> **The data**:
++++++++++++++++++++
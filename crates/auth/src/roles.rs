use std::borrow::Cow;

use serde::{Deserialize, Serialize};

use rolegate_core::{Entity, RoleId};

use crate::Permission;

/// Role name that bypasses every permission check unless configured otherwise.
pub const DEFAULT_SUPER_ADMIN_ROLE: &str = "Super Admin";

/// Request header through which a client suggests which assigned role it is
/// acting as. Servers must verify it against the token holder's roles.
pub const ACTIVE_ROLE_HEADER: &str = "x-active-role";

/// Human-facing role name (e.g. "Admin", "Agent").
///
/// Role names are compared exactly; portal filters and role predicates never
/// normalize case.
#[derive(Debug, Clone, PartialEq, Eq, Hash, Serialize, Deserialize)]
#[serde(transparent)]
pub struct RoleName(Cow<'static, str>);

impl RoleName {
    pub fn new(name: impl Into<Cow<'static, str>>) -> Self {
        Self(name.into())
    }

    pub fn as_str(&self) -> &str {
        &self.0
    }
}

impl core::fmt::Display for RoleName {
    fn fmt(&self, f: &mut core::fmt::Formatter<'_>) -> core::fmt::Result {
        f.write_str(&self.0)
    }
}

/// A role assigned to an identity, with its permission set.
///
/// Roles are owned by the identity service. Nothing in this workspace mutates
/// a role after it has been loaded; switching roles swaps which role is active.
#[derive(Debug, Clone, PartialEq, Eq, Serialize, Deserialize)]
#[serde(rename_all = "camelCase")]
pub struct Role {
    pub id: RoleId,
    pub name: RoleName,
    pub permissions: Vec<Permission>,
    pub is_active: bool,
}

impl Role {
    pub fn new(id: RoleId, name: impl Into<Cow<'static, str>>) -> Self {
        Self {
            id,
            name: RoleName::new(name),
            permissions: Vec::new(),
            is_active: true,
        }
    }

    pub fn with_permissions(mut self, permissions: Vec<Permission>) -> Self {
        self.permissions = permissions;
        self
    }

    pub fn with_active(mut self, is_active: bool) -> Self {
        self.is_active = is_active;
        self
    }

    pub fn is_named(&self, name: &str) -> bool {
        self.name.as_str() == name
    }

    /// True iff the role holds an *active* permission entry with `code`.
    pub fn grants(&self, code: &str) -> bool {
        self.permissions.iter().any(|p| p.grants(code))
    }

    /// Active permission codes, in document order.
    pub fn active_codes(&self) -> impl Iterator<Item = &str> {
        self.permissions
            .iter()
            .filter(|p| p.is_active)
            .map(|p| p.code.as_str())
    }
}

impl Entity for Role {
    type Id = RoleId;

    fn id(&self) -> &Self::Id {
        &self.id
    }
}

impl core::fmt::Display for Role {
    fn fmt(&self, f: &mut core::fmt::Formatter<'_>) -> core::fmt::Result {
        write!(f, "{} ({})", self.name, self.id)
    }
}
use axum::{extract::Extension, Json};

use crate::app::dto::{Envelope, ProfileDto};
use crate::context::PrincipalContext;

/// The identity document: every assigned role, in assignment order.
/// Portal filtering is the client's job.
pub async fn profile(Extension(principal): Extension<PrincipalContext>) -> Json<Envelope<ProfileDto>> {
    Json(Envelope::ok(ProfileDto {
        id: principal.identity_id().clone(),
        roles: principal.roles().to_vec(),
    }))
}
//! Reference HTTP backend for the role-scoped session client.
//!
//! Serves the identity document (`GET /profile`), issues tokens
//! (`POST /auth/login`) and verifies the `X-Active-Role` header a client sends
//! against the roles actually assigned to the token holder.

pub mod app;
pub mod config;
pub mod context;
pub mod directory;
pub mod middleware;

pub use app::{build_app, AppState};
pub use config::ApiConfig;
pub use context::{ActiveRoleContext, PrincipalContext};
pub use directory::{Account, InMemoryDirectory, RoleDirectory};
++++++++++++++++++++
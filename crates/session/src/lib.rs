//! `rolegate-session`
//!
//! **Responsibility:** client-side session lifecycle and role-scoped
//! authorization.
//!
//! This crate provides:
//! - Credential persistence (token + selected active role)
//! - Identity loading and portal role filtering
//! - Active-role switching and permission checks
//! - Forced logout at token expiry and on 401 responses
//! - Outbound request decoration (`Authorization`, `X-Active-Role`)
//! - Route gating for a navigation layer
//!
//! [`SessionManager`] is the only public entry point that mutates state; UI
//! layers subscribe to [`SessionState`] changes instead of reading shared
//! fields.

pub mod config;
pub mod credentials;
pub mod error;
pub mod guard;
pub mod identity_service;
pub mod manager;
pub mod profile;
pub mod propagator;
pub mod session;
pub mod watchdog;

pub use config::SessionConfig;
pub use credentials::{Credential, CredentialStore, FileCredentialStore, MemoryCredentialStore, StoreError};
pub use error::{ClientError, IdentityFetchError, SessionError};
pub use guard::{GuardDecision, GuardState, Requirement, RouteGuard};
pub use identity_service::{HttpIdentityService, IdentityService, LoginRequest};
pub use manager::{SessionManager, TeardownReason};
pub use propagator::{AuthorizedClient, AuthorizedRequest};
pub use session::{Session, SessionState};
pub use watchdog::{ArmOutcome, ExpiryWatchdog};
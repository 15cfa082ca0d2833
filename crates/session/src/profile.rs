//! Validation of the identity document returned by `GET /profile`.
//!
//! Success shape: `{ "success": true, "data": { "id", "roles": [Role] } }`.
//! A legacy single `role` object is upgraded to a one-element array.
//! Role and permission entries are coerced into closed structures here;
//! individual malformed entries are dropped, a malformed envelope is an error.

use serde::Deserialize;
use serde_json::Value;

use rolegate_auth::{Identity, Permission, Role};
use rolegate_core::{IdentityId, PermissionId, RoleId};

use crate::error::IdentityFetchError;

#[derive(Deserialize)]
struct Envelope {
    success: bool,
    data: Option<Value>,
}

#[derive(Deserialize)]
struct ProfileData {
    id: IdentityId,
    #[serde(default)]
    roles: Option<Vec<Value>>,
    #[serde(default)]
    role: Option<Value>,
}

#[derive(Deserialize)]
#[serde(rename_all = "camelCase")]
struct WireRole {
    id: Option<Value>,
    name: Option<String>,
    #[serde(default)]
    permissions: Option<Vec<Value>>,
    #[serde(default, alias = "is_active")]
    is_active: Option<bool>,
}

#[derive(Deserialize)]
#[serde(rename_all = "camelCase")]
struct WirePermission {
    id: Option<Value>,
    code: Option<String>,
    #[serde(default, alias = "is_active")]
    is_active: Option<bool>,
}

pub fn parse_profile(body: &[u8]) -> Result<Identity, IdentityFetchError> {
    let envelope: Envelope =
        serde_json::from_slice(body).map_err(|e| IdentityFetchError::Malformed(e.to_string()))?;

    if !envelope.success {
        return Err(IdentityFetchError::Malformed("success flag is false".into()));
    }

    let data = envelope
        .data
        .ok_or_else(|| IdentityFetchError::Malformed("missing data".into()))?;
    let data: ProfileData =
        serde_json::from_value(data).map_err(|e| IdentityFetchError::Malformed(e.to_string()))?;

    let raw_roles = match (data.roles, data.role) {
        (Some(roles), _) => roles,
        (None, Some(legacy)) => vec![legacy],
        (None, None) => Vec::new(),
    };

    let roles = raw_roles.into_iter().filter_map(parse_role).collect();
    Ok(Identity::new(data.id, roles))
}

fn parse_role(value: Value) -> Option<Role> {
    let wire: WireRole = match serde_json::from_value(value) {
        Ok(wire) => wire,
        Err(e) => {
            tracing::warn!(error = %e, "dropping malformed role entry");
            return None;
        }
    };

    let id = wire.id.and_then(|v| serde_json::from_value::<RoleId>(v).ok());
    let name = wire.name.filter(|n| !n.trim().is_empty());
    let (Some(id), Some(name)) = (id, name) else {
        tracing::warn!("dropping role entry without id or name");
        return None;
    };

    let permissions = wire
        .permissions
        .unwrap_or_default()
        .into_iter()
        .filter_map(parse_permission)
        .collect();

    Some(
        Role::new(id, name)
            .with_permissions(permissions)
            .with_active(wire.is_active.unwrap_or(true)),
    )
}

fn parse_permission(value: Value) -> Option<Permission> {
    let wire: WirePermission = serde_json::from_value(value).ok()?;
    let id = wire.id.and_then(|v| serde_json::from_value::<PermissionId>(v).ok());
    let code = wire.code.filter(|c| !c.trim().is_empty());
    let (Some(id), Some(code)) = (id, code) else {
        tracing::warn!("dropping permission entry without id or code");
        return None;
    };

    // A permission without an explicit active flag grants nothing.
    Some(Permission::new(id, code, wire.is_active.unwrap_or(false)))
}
++++++++++++++++++++
> **Problem description**: In the listing above, transcribe exactly everything from the line containing "filename crates/auth/src/roles.rs" down to the line containing "this workspace mutates", including both and nothing more.

> **Response**:
filename crates/auth/src/roles.rs
use std::borrow::Cow;

use serde::{Deserialize, Serialize};

use rolegate_core::{Entity, RoleId};

use crate::Permission;

/// Role name that bypasses every permission check unless configured otherwise.
pub const DEFAULT_SUPER_ADMIN_ROLE: &str = "Super Admin";

/// Request header through which a client suggests which assigned role it is
/// acting as. Servers must verify it against the token holder's roles.
pub const ACTIVE_ROLE_HEADER: &str = "x-active-role";

/// Human-facing role name (e.g. "Admin", "Agent").
///
/// Role names are compared exactly; portal filters and role predicates never
/// normalize case.
#[derive(Debug, Clone, PartialEq, Eq, Hash, Serialize, Deserialize)]
#[serde(transparent)]
pub struct RoleName(Cow<'static, str>);

impl RoleName {
    pub fn new(name: impl Into<Cow<'static, str>>) -> Self {
        Self(name.into())
    }

    pub fn as_str(&self) -> &str {
        &self.0
    }
}

impl core::fmt::Display for RoleName {
    fn fmt(&self, f: &mut core::fmt::Formatter<'_>) -> core::fmt::Result {
        f.write_str(&self.0)
    }
}

/// A role assigned to an identity, with its permission set.
///
/// Roles are owned by the identity service. Nothing in this workspace mutates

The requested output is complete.